Owning your pain, embracing it and feeling it, will not make it go away. However, honestly owning your pain will dramatically change the intensity of the pain and help you to be more centered,  effective and healthy in the face of this heart wrenching challenge.

If you discover that this article affirms your currently reality and brings sharp clarity to what you have been going though – Please do not talk with husband about this until you have done some work owning your pain.

It is possible that if you talk to your husband about feeling uncared for by him, before you have done some work owning your pain about it, that you might end up saying unhelpful things that only will serve to make a bad situation, even worse.

Start with owning your pain and then go from there.

A Counselor Can Help

If you are in a marriage where you you find that you do not feel cared by your husband, in addition to journaling, you may need to see a competent professional counselor to healthfully own and process your pain about that your marriage.

Further Help Here

Soon there will be 5 articles about this tough topic up on my Battle For a Great Marriage website. My hope is that these five articles will assist you as you begin to healthfully face the challenge of not feeling cared for by your husband.

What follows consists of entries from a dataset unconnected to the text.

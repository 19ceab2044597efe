use std::fmt;
use std::str::FromStr;

use serde::{Deserialize, Serialize};

/// Kind of research data being uploaded.
///
/// The wire value doubles as the remote subdirectory name, so it must
/// never change for an existing variant.
#[derive(Debug, Clone, Copy, PartialEq, Eq, Hash, Serialize, Deserialize)]
pub enum DataType {
    #[serde(rename = "visita_01_redcap")]
    Visit1Redcap,
    #[serde(rename = "visita_02_redcap")]
    Visit2Redcap,
    #[serde(rename = "dados_relogios")]
    Watches,
    #[serde(rename = "dados_anel")]
    Ring,
    #[serde(rename = "dados_bioimpedancia")]
    Bioimpedance,
}

impl DataType {
    /// Every accepted category, in display order.
    pub const ALL: [DataType; 5] = [
        DataType::Visit1Redcap,
        DataType::Visit2Redcap,
        DataType::Watches,
        DataType::Ring,
        DataType::Bioimpedance,
    ];

    /// Returns the wire value, also used as the remote directory name.
    pub fn as_str(&self) -> &'static str {
        match self {
            DataType::Visit1Redcap => "visita_01_redcap",
            DataType::Visit2Redcap => "visita_02_redcap",
            DataType::Watches => "dados_relogios",
            DataType::Ring => "dados_anel",
            DataType::Bioimpedance => "dados_bioimpedancia",
        }
    }
}

impl fmt::Display for DataType {
    fn fmt(&self, f: &mut fmt::Formatter<'_>) -> fmt::Result {
        f.write_str(self.as_str())
    }
}

/// Error returned when parsing a category outside the closed set.
#[derive(Debug, Clone, PartialEq, Eq, thiserror::Error)]
#[error("unknown data type: {0}")]
pub struct UnknownDataType(pub String);

impl FromStr for DataType {
    type Err = UnknownDataType;

    fn from_str(s: &str) -> Result<Self, Self::Err> {
        DataType::ALL
            .into_iter()
            .find(|dt| dt.as_str() == s)
            .ok_or_else(|| UnknownDataType(s.to_string()))
    }
}

/// Terminal state of a single file within a batch.
#[derive(Debug, Clone, Copy, PartialEq, Eq, Serialize, Deserialize)]
pub enum UploadStatus {
    #[serde(rename = "uploaded")]
    Uploaded,
    #[serde(rename = "failed")]
    Failed,
}

impl UploadStatus {
    pub fn as_str(&self) -> &'static str {
        match self {
            UploadStatus::Uploaded => "uploaded",
            UploadStatus::Failed => "failed",
        }
    }
}

impl fmt::Display for UploadStatus {
    fn fmt(&self, f: &mut fmt::Formatter<'_>) -> fmt::Result {
        f.write_str(self.as_str())
    }
}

The remaining 4 articles will be -

#2 Does Your Wife Feel Cared For? (For husbands to help them catch a clue about this tough topic) www.doesyourwifefeelcaredfor.com 

#3 Learn How to Care For Your Wife (another articles for husbands)

#4 It Takes More Than Food and Water (An article that will help husbands understand than wives do not generally feel care for by the husband “working hard” to earn money or “working hard” to provide a better quality of life.)

#5  Forgiving Your Husband. ( An article for wives to help them to do the work of forgiving a husband who has not cared them for years. My wife Gayla is the one who putting this article together.)

I am Pulling For You and Your Marriage

If I can be of any assistance or encouragement, my marriage email address is battleforagreatmarriage@gmail.com.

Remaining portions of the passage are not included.